Valerie Vaughn installs a car seat for McClearne Dale Conner, 3, of Beckley Saturday at Susan Pietrantozzi State Farm Insurance in Beaver. On average, 90 percent of child safety seats are installed incorrectly, and Saturday the agency teamed up with the Beaver Volunteer Fire Department to try, if only on a local level, to improve that statistic. Certified technicians were on hand to inspect and replace outdated or damaged safety seats. The event included food, drinks, giveaways and interactive activities. Parents could also bring their children by to be fingerprinted in case a child ever has to be located by authorities.

Seatbelt usage in West Virginia has risen from 49.8 percent to 88.6 percent since 2000.

The dramatic increase, says Cpl. Paul Blume, Southern Regional Highway Safety Program coordinator, can be credited mainly to Click It or Ticket, a national campaign designed to increase the percentage of safety belt usage.
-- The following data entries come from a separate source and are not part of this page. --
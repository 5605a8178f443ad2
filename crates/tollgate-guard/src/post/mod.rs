// SPDX-FileCopyrightText: 2026 Tollgate Contributors
// SPDX-License-Identifier: MIT OR Apache-2.0

//! Output gate: hard-violation blocking, toxicity scoring and the citation
//! check against grounding passages.

mod citation;
mod toxicity;

use std::collections::BTreeSet;
use std::sync::LazyLock;

use regex::Regex;
use tollgate_config::model::GuardConfig;
use tollgate_core::{GroundingContext, RiskCategory, SafetyVerdict, ViolationCategory};
use tracing::debug;

use crate::pre::normalize_for_matching;

/// Fixed text returned in place of a blocked response.
pub const REFUSAL_TEMPLATE: &str =
    "I'm sorry, but I can't help with that. The response was withheld by the safety policy.";

/// Line appended after toxic spans were stripped.
pub const REMOVED_ANNOTATION: &str = "[Note: part of this response was removed by the content filter.]";

/// Line appended when claims could not be matched to the provided sources.
pub const UNVERIFIED_CAVEAT: &str =
    "[Caveat: some statements above could not be verified against the provided sources.]";

/// Step-by-step instructions for serious harm.
static HARMFUL_INSTRUCTION_PATTERNS: LazyLock<Vec<Regex>> = LazyLock::new(|| {
    [
        r"\b(?:here is how|here's how|steps? to|instructions? for|how to) (?:make|build|assemble|synthesi[sz]e|manufacture) (?:a |an )?(?:bomb|pipe bomb|explosive|nerve agent|sarin|bioweapon|chemical weapon|ghost gun)",
        r"\bstep \d+\s*[:.)-]\s*(?:acquire|obtain|mix) (?:the )?(?:explosive|precursor|detonator)",
        r"\b(?:attach|wire) the detonator\b",
    ]
    .iter()
    .map(|p| Regex::new(p).expect("harmful instruction pattern"))
    .collect()
});

/// Explicitly disallowed content, matched on normalized text.
const DISALLOWED_PHRASES: &[&str] = &[
    "child sexual abuse material",
    "sexual content involving minors",
    "working credit card numbers",
    "credit card dump",
    "stolen credentials list",
];

/// The output safety gate. Stateless and shared across request tasks.
#[derive(Debug, Clone)]
pub struct PostGuard {
    extra_disallowed: Vec<String>,
    toxicity_soft_threshold: f32,
    toxicity_hard_threshold: f32,
}

impl PostGuard {
    pub fn new(config: &GuardConfig) -> Self {
        Self {
            extra_disallowed: config
                .extra_hard_violation_phrases
                .iter()
                .map(|p| normalize_for_matching(p))
                .filter(|p| !p.is_empty())
                .collect(),
            toxicity_soft_threshold: config.toxicity_soft_threshold,
            toxicity_hard_threshold: config.toxicity_hard_threshold,
        }
    }

    /// Check a generated response before it is returned.
    ///
    /// `risk_flags` are the Pre-Guard tags of the originating request; any flag
    /// halves the soft toxicity threshold. The citation check only runs when
    /// grounding is present and required.
    pub fn verify(
        &self,
        text: &str,
        risk_flags: &BTreeSet<RiskCategory>,
        grounding: Option<&GroundingContext>,
        support_threshold: f32,
    ) -> SafetyVerdict {
        let mut violations = BTreeSet::new();
        let normalized = normalize_for_matching(text);

        if HARMFUL_INSTRUCTION_PATTERNS
            .iter()
            .any(|re| re.is_match(&normalized))
        {
            violations.insert(ViolationCategory::HarmfulInstructions);
        }
        if DISALLOWED_PHRASES.iter().any(|p| normalized.contains(p))
            || self
                .extra_disallowed
                .iter()
                .any(|p| normalized.contains(p.as_str()))
        {
            violations.insert(ViolationCategory::DisallowedContent);
        }

        let toxicity = toxicity::scan(text);
        if !violations.is_empty() {
            debug!(?violations, "hard violation in response");
            return blocked(violations, toxicity.score);
        }

        if toxicity.score >= self.toxicity_hard_threshold {
            violations.insert(ViolationCategory::Toxicity);
            debug!(score = toxicity.score, "toxicity above hard threshold");
            return blocked(violations, toxicity.score);
        }

        let soft_threshold = if risk_flags.is_empty() {
            self.toxicity_soft_threshold
        } else {
            self.toxicity_soft_threshold / 2.0
        };

        let mut sanitized = text.to_string();
        if toxicity.score >= soft_threshold && !toxicity.spans.is_empty() {
            violations.insert(ViolationCategory::Toxicity);
            sanitized = toxicity::strip_spans(text, &toxicity.spans);
            sanitized.push_str("\n\n");
            sanitized.push_str(REMOVED_ANNOTATION);
        }

        let mut caveat_appended = false;
        if let Some(grounding) = grounding.filter(|g| g.required) {
            let unsupported =
                citation::unsupported_claims(&sanitized, &grounding.passages, support_threshold);
            if !unsupported.is_empty() {
                debug!(count = unsupported.len(), "unverifiable claims in response");
                violations.insert(ViolationCategory::UnverifiedClaims);
                sanitized.push_str("\n\n");
                sanitized.push_str(UNVERIFIED_CAVEAT);
                caveat_appended = true;
            }
        }

        let altered = sanitized != text;
        SafetyVerdict {
            passed: true,
            violations,
            sanitized_text: sanitized,
            toxicity_score: toxicity.score,
            caveat_appended,
            altered,
        }
    }
}

fn blocked(violations: BTreeSet<ViolationCategory>, toxicity_score: f32) -> SafetyVerdict {
    SafetyVerdict {
        passed: false,
        violations,
        sanitized_text: REFUSAL_TEMPLATE.to_string(),
        toxicity_score,
        caveat_appended: false,
        altered: true,
    }
}

#[cfg(test)]
mod tests {
    use super::*;

    fn guard() -> PostGuard {
        PostGuard::new(&GuardConfig::default())
    }

    fn verify(text: &str) -> SafetyVerdict {
        guard().verify(text, &BTreeSet::new(), None, 0.55)
    }

    #[test]
    fn clean_text_passes_unaltered() {
        let v = verify("Paris is the capital of France.");
        assert!(v.passed);
        assert!(!v.altered);
        assert!(v.violations.is_empty());
        assert_eq!(v.sanitized_text, "Paris is the capital of France.");
    }

    #[test]
    fn harmful_instructions_replaced_by_refusal() {
        let v = verify("Sure! Here is how to build a pipe bomb: first...");
        assert!(!v.passed);
        assert_eq!(v.sanitized_text, REFUSAL_TEMPLATE);
        assert!(v.violations.contains(&ViolationCategory::HarmfulInstructions));
    }

    #[test]
    fn disallowed_phrase_blocks() {
        let v = verify("I can share a credit card dump if you want.");
        assert!(!v.passed);
        assert!(v.violations.contains(&ViolationCategory::DisallowedContent));
    }

    #[test]
    fn width_obfuscated_phrase_still_blocks() {
        let v = verify("I can share a ｃｒｅｄｉｔ  ＣＡＲＤ ｄｕｍｐ if you want.");
        assert!(!v.passed);
        assert!(v.violations.contains(&ViolationCategory::DisallowedContent));
    }

    #[test]
    fn configured_phrase_blocks() {
        let config = GuardConfig {
            extra_hard_violation_phrases: vec!["Internal Project Falcon".to_string()],
            ..GuardConfig::default()
        };
        let v = PostGuard::new(&config).verify(
            "details of internal project falcon follow",
            &BTreeSet::new(),
            None,
            0.55,
        );
        assert!(!v.passed);
        assert!(v.violations.contains(&ViolationCategory::DisallowedContent));
    }

    #[test]
    fn soft_toxicity_strips_and_annotates() {
        let v = verify("Only an idiot would ask that. The answer is 4.");
        assert!(v.passed);
        assert!(v.altered);
        assert!(v.violations.contains(&ViolationCategory::Toxicity));
        assert!(v.sanitized_text.contains("[removed]"));
        assert!(!v.sanitized_text.contains("idiot"));
        assert!(v.sanitized_text.ends_with(REMOVED_ANNOTATION));
    }

    #[test]
    fn risk_flags_halve_soft_threshold() {
        let text = "That is a dumb question, but here you go.";
        assert!(!verify(text).altered);

        let flags = BTreeSet::from([RiskCategory::SelfHarm]);
        let v = guard().verify(text, &flags, None, 0.55);
        assert!(v.altered);
        assert!(v.passed);
    }

    #[test]
    fn severe_toxicity_blocks() {
        let v = verify("Just kill yourself.");
        assert!(!v.passed);
        assert_eq!(v.sanitized_text, REFUSAL_TEMPLATE);
        assert!(v.violations.contains(&ViolationCategory::Toxicity));
    }

    #[test]
    fn unverifiable_claim_gets_caveat_not_block() {
        let grounding = GroundingContext {
            passages: vec!["The library opens at nine every weekday.".to_string()],
            required: true,
        };
        let v = guard().verify(
            "The library has 2 million books according to the city.",
            &BTreeSet::new(),
            Some(&grounding),
            0.55,
        );
        assert!(v.passed);
        assert!(v.caveat_appended);
        assert!(v.violations.contains(&ViolationCategory::UnverifiedClaims));
        assert!(v.sanitized_text.ends_with(UNVERIFIED_CAVEAT));
    }

    #[test]
    fn citation_check_skipped_when_not_required() {
        let grounding = GroundingContext {
            passages: vec![],
            required: false,
        };
        let v = guard().verify("Revenue grew 12 percent.", &BTreeSet::new(), Some(&grounding), 0.55);
        assert!(!v.caveat_appended);
        assert!(!v.altered);
    }
}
“That’s a huge jump,” Blume said of the state’s improvement. “It can be credited to the mobilization of Click It or Ticket and law enforcement working together in a unified matter.”

Blume says although West Virginia’s number was “excellent” in 2006, officials are looking to improve this year as the 2007 Click It or Ticket campaign gets under way Monday.

During the campaign, which runs through June 3, Blume says officers from all law enforcement agencies in Region 7, which includes Fayette, Greenbrier, Nich-olas and Raleigh counties, will be out in full force looking for people not wearing safety belts.

“We’ll be aggressively enforcing the use of seatbelts and child constraints,” Blume said.

State law requires that every person under the age of 18 be buckled up while in a vehicle and every occupant in the front seat must be buckled regardless of age.

Children under 8 must be secured in a safety seat unless they are at least 4-foot-9.

Failure to wear a seatbelt is not a primary offense in West Virginia, but should an officer pull a vehicle over for another offense, if the occupants are not properly restrained, the driver could be fined $25.

Blume says, on average, 400 people die each year on West Virginia’s roads.

Often, he says, those who are killed have been ejected from their vehicles because they were not wearing safety belts.

“Three out of four ejections end up a fatality,” he said.

Though many people might have confidence in their own driving abilities, Blume says they need to also think about other drivers.

“Seatbelts are the No. 1 defense against other drivers, including drunk drivers,” he said. “Everyone needs to buckle up.”